Several of my research projects have investigated the evolution of binary stars in the galactic center, to a large part motivated by the observations of dusty objects orbiting Sagittarius A*, such as the so-called G2 object. Past work by the UCLA Galactic Center Group have strongly suggested that such objects are held together by the gravity of a central star, potentially indicating that they are the result of stellar mergers. My dynamical studies have supported that hypothesis, and made predictions that a whole population of such objects should exist in the galactic center, with a large variety of orbital parameters. In a large study led by Dr. Anna Ciurlo, this prediction has been confirmed as a population of six G2-like sources on very different orbits has been identified. The results have been published as a Nature article: A. Ciurlo, R.D. Campbell, M.R. Morris, T. Do, A.M. Ghez, A. Hees, B.N. Sitarski, K.K. O’Neil, D.S. Chu, G.D. Martinez, S. Naoz, A.P. Stephan, 2020, A population of dust-enshrouded objects orbiting the Galactic black hole, Nature, 577, 337–340, doi: 10.1038/s41586-019-1883-y

Current and Future Projects

In general I continue to be interested of the various applications of the EKL mechanism to various astrophysical settings, including exoplanets, stellar remnants, and the galactic center. Future projects will also focus more on the effects of supernova kicks, which introduce short-term changes to a system's orbital configuration that can radically change the dynamical behavior of such systems. These effects are especially relevant for the study of black hole and neutron star binary progenitor systems, which can produce gravitational wave sources relevant for LIGO and LISA. I plan to study the effects on such phenomena in greater detail in the future.

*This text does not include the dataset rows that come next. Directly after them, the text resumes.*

use std::collections::BTreeMap;

use ibc_core::channel::handler::send_packet;
use ibc_core::channel::types::acknowledgement::Acknowledgement;
use ibc_core::channel::types::error::{ChannelError, PacketError};
use ibc_core::channel::types::packet::Packet;
use ibc_core::channel::types::timeout::{TimeoutHeight, TimeoutTimestamp};
use ibc_core::client::context::client_state::ClientStateCommon;
use ibc_core::client::context::ClientValidationContext;
use ibc_core::client::types::Height;
use ibc_core::commitment_types::commitment::CommitmentProofBytes;
use ibc_core::entrypoint::dispatch;
use ibc_core::handler::types::error::ContextError;
use ibc_core::handler::types::events::IbcEvent;
use ibc_core::handler::types::msgs::MsgEnvelope;
use ibc_core::host::types::identifiers::{ChainId, ChannelId, ClientId, PortId, Sequence};
use ibc_clients::AnyClientState;
use ibc_core::host::types::path::{
    AckPath, ChannelEndPath, ClientStatePath, CommitmentPath, Path, SeqSendPath, CLIENT_PREFIX,
};
use ibc_core::host::ValidationContext;
use ibc_primitives::proto::Any;
use ibc_primitives::{Signer, Timestamp};
use ibc_store::StoreError;
use tracing::{debug, trace};

use crate::hosts::{HostBlock, HostError, Ibft2Host};
use crate::testapp::ibc::applications::token::{TokenError, TokenPacketData};
use crate::testapp::ibc::core::router::MockRouter;
use crate::testapp::ibc::core::types::MockIbcStore;

/// A single IBFT2 chain running the IBC handlers over an in-memory provable
/// store.
///
/// Every accepted transaction seals one block. Rejected transactions leave
/// neither state nor a block behind.
#[derive(Clone, Debug)]
pub struct MockContext {
    /// The validator set and the blocks it sealed.
    pub host: Ibft2Host,

    /// An object that stores all IBC related data.
    pub ibc_store: MockIbcStore,

    /// A router that can route messages to the appropriate IBC application.
    pub ibc_router: MockRouter,

    eth_chain_id: u64,
    ibc_host_address: Vec<u8>,

    /// Packets sent from this chain, including already cleared ones
    sent_packets: BTreeMap<CommitmentPath, Packet>,

    /// Acknowledgements this chain wrote on receive
    written_acks: BTreeMap<AckPath, Acknowledgement>,
}

/// The block an accepted transaction landed in and the events it emitted.
#[derive(Clone, Debug, PartialEq, Eq)]
pub struct DeliveredTx {
    pub height: Height,
    pub events: Vec<IbcEvent>,
}

/// A token transfer to send over an open channel.
#[derive(Clone, Debug)]
pub struct TokenTransfer {
    pub port_id: PortId,
    pub channel_id: ChannelId,
    pub sender: String,
    pub receiver: String,
    pub amount: u64,
    pub timeout_height: TimeoutHeight,
    pub timeout_timestamp: TimeoutTimestamp,
}

impl MockContext {
    pub(crate) fn new(
        host: Ibft2Host,
        ibc_store: MockIbcStore,
        ibc_router: MockRouter,
        eth_chain_id: u64,
        ibc_host_address: Vec<u8>,
    ) -> Self {
        Self {
            host,
            ibc_store,
            ibc_router,
            eth_chain_id,
            ibc_host_address,
            sent_packets: BTreeMap::new(),
            written_acks: BTreeMap::new(),
        }
    }

    pub fn chain_id(&self) -> &ChainId {
        self.host.chain_id()
    }

    pub fn eth_chain_id(&self) -> u64 {
        self.eth_chain_id
    }

    pub fn ibc_host_address(&self) -> &[u8] {
        &self.ibc_host_address
    }

    /// Commits the pending state and seals it in a new block. The next block
    /// is opened right away.
    pub fn advance_block(&mut self) {
        let root = self.ibc_store.store.commit().expect("no error");
        let block = self.host.push_block(root);
        debug_assert_eq!(
            self.ibc_store.store.current_height(),
            block.height.revision_height(),
            "the store and the host chain must have the same height"
        );

        self.ibc_store.host_height = self.host.next_height();
        self.ibc_store.host_timestamp = self.host.next_timestamp();

        trace!(chain_id = %self.chain_id(), height = %block.height, "sealed block");
    }

    pub fn advance_blocks(&mut self, count: u64) {
        for _ in 0..count {
            self.advance_block();
        }
    }

    pub fn latest_block(&self) -> &HostBlock {
        self.host
            .latest_block()
            .expect("genesis block is sealed on build")
    }

    pub fn latest_height(&self) -> Height {
        self.latest_block().height
    }

    pub fn latest_timestamp(&self) -> Timestamp {
        self.latest_block().timestamp
    }

    pub fn timestamp_at(&self, height: Height) -> Option<Timestamp> {
        self.host.block(height).map(|block| block.timestamp)
    }

    /// Delivers the messages of one transaction signed by `signer`. Messages
    /// run in order and each sees the state left by the previous one; if any
    /// fails, the whole transaction is discarded.
    pub fn deliver_tx(
        &mut self,
        signer: Signer,
        messages: Vec<Any>,
    ) -> Result<DeliveredTx, ContextError> {
        let ((), height, events) = self.in_block(|ctx| {
            ctx.ibc_store.tx_signer = Some(signer);
            let result = messages.into_iter().try_for_each(|message| {
                let envelope = MsgEnvelope::try_from(message)?;
                dispatch(&mut ctx.ibc_store, &mut ctx.ibc_router, envelope)
            });
            ctx.ibc_store.tx_signer = None;
            result
        })?;

        Ok(DeliveredTx { height, events })
    }

    /// Delivers a single message without a transaction signer.
    pub fn deliver(&mut self, msg: MsgEnvelope) -> Result<(), ContextError> {
        self.in_block(|ctx| dispatch(&mut ctx.ibc_store, &mut ctx.ibc_router, msg))?;
        Ok(())
    }

    /// Escrows the tokens of `transfer.sender` and sends a packet carrying
    /// them over the channel.
    pub fn send_tokens(&mut self, transfer: TokenTransfer) -> Result<Packet, ContextError> {
        let (packet, _, _) = self.in_block(|ctx| ctx.send_tokens_inner(transfer))?;
        Ok(packet)
    }

    /// Runs `execute` against the block under construction and seals the
    /// block if it succeeds. On failure the IBC state and the applications
    /// are restored and no block is sealed.
    fn in_block<T>(
        &mut self,
        execute: impl FnOnce(&mut Self) -> Result<T, ContextError>,
    ) -> Result<(T, Height, Vec<IbcEvent>), ContextError> {
        let snapshot = (self.ibc_store.clone(), self.ibc_router.clone());
        let first_event = self.ibc_store.events.len();

        let output = match execute(self) {
            Ok(output) => output,
            Err(e) => {
                debug!(chain_id = %self.chain_id(), error = %e, "transaction rejected");
                (self.ibc_store, self.ibc_router) = snapshot;
                return Err(e);
            }
        };

        let height = self.ibc_store.host_height;
        let events = self.ibc_store.events[first_event..].to_vec();
        self.record_packets(&events);
        self.advance_block();

        Ok((output, height, events))
    }

    fn send_tokens_inner(&mut self, transfer: TokenTransfer) -> Result<Packet, ContextError> {
        let chan_end_path = ChannelEndPath::new(&transfer.port_id, &transfer.channel_id);
        let chan_end = self.ibc_store.channel_end(&chan_end_path)?;
        let counterparty = chan_end.counterparty();
        let chan_id_on_b = counterparty
            .channel_id()
            .cloned()
            .ok_or(ChannelError::MissingCounterparty)?;

        let seq_send_path = SeqSendPath::new(&transfer.port_id, &transfer.channel_id);
        let seq_on_a = self.ibc_store.get_next_sequence_send(&seq_send_path)?;

        let data = TokenPacketData {
            sender: transfer.sender.clone(),
            receiver: transfer.receiver,
            amount: transfer.amount,
        }
        .encode()
        .map_err(token_error)?;

        self.ibc_router
            .token
            .debit(&transfer.sender, transfer.amount)
            .map_err(token_error)?;

        let packet = Packet {
            seq_on_a,
            port_id_on_a: transfer.port_id,
            chan_id_on_a: transfer.channel_id,
            port_id_on_b: counterparty.port_id().clone(),
            chan_id_on_b,
            data,
            timeout_height_on_b: transfer.timeout_height,
            timeout_timestamp_on_b: transfer.timeout_timestamp,
        };

        send_packet(&mut self.ibc_store, packet.clone())?;
        Ok(packet)
    }

    fn record_packets(&mut self, events: &[IbcEvent]) {
        for event in events {
            match event {
                IbcEvent::SendPacket(e) => {
                    let packet = e.packet();
                    let path = CommitmentPath::new(
                        &packet.port_id_on_a,
                        &packet.chan_id_on_a,
                        packet.seq_on_a,
                    );
                    self.sent_packets.insert(path, packet.clone());
                }
                IbcEvent::WriteAcknowledgement(e) => {
                    let packet = e.packet();
                    let path =
                        AckPath::new(&packet.port_id_on_b, &packet.chan_id_on_b, packet.seq_on_a);
                    self.written_acks.insert(path, e.acknowledgement().clone());
                }
                _ => {}
            }
        }
    }

    pub fn balance_of(&self, account: &str) -> u64 {
        self.ibc_router.token.balance_of(account)
    }

    /// The latest height the given client on this chain has verified.
    pub fn client_latest_height(&self, client_id: &ClientId) -> Result<Height, ContextError> {
        Ok(self.ibc_store.client_state(client_id)?.latest_height())
    }

    /// Clients on this chain that track the chain `chain_id`.
    pub fn clients_tracking(&self, chain_id: &ChainId) -> Vec<ClientId> {
        self.ibc_store
            .store
            .paths_with_prefix(CLIENT_PREFIX)
            .into_iter()
            .filter_map(|path| match path {
                Path::ClientState(ClientStatePath(client_id)) => Some(client_id),
                _ => None,
            })
            .filter(|client_id| {
                matches!(
                    self.ibc_store.client_state(client_id),
                    Ok(AnyClientState::Ibft2(cs)) if cs.inner().chain_id() == chain_id
                )
            })
            .collect()
    }

    /// Client and consensus states a counterparty needs to track this chain
    /// from its latest block on.
    pub fn client_init(&self) -> Result<(Any, Any, Height), HostError> {
        let height = self.latest_height();
        let client_state = self
            .host
            .client_state(self.ibc_host_address.clone(), height)?;
        let consensus_state = self.host.consensus_state(height)?;
        Ok((client_state.into(), consensus_state.into(), height))
    }

    pub fn header(&self, trusted_height: Height, target_height: Height) -> Result<Any, HostError> {
        Ok(self.host.header(trusted_height, target_height)?.into())
    }

    /// The value committed at `path` as of `height`, with its proof against
    /// the state root of that block.
    pub fn proven(
        &self,
        path: &Path,
        height: Height,
    ) -> Result<(Option<Vec<u8>>, CommitmentProofBytes), StoreError> {
        let store = &self.ibc_store.store;
        let value = store.get_committed(height.revision_height(), path)?;
        let proof = store.get_proof(height.revision_height(), path)?;
        Ok((value, proof.into()))
    }

    /// Packets sent on the channel whose commitments are still stored, in
    /// sequence order.
    pub fn pending_packets(&self, port_id: &PortId, channel_id: &ChannelId) -> Vec<Packet> {
        self.sent_packets
            .iter()
            .filter(|(path, _)| &path.port_id == port_id && &path.channel_id == channel_id)
            .filter(|(path, _)| self.ibc_store.store.get_packet_commitment(path).is_some())
            .map(|(_, packet)| packet.clone())
            .collect()
    }

    pub fn written_ack(
        &self,
        port_id: &PortId,
        channel_id: &ChannelId,
        sequence: Sequence,
    ) -> Option<Acknowledgement> {
        self.written_acks
            .get(&AckPath::new(port_id, channel_id, sequence))
            .cloned()
    }

    pub fn get_events(&self) -> Vec<IbcEvent> {
        self.ibc_store.events.clone()
    }

    pub fn get_logs(&self) -> Vec<String> {
        self.ibc_store.logs.clone()
    }
}

fn token_error(e: TokenError) -> ContextError {
    PacketError::from(e).into()
}

#[cfg(test)]
mod tests {
    use ibc_core::commitment_types::merkle::SparseMerkleProof;
    use ibc_core::host::types::path::ClientStatePath;
    use ibc_core::host::TimeoutPolicy;

    use super::*;
    use crate::fixtures::{dummy_account_signer, MockContextConfig};

    fn context() -> MockContext {
        MockContextConfig::builder()
            .timeout_policy(TimeoutPolicy::CloseOrderedChannel)
            .balances(vec![("alice".to_string(), 500)])
            .build()
    }

    #[test]
    fn blocks_follow_store_commits() {
        let mut ctx = context();
        ctx.advance_blocks(3);

        let latest = ctx.latest_height();
        assert_eq!(latest, Height::new(0, 4).unwrap());
        assert_eq!(ctx.ibc_store.store.current_height(), 4);
        assert_eq!(
            ctx.latest_block().root.as_bytes(),
            ctx.ibc_store.store.root_hash(4).unwrap().as_slice()
        );
        let genesis = Height::new(0, 1).unwrap();
        assert!(ctx.timestamp_at(latest).unwrap() > ctx.timestamp_at(genesis).unwrap());
    }

    #[test]
    fn undecodable_messages_reject_the_transaction() {
        let mut ctx = context();
        let before = ctx.latest_height();

        let message = Any {
            type_url: "/unknown.Msg".to_string(),
            value: vec![],
        };

        assert!(ctx.deliver_tx(dummy_account_signer(), vec![message]).is_err());
        assert_eq!(ctx.latest_height(), before);
        assert!(ctx.get_events().is_empty());
    }

    #[test]
    fn client_init_describes_the_latest_block() {
        let ctx = context();
        let (_, _, height) = ctx.client_init().unwrap();

        assert_eq!(height, ctx.latest_height());
    }

    #[test]
    fn absent_values_come_with_a_proof() {
        let ctx = context();
        let path = Path::ClientState(ClientStatePath::new(ClientId::new("hb-ibft2", 0).unwrap()));

        let (value, proof) = ctx.proven(&path, ctx.latest_height()).unwrap();
        assert!(value.is_none());
        assert!(SparseMerkleProof::try_from(&proof).is_ok());
    }

    #[test]
    fn sending_over_a_missing_channel_keeps_the_balance() {
        let mut ctx = context();
        let transfer = TokenTransfer {
            port_id: PortId::transfer(),
            channel_id: ChannelId::new(0),
            sender: "alice".to_string(),
            receiver: "bob".to_string(),
            amount: 100,
            timeout_height: TimeoutHeight::no_timeout(),
            timeout_timestamp: TimeoutTimestamp::from_nanoseconds(u64::MAX),
        };

        assert!(ctx.send_tokens(transfer).is_err());
        assert_eq!(ctx.balance_of("alice"), 500);
    }
}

Past Work and Other Research Interests

During my time at the University of Chicago I had the great opportunity to work with Prof. James W. Truran and Michael Florian on problems concerning the chemical evolution of galaxies and dwarf galaxies. While I am not currently working on chemical evolution problems, I continue to be interested in these systems. In particular I wish to further explore the role of galaxy dynamics in these circumstances, at some point.

I also had the great fortune to have had Prof. Michael D. Gladders as my bachelor thesis adviser. The project for my bachelor thesis was concerned with strong gravitationally lensing galaxy clusters and the relation between the brightest cluster galaxy (BCG) mass and the strength of the lens. This was an extraordinarily fascinating project, exploring the structure of galaxy clusters with general relativity.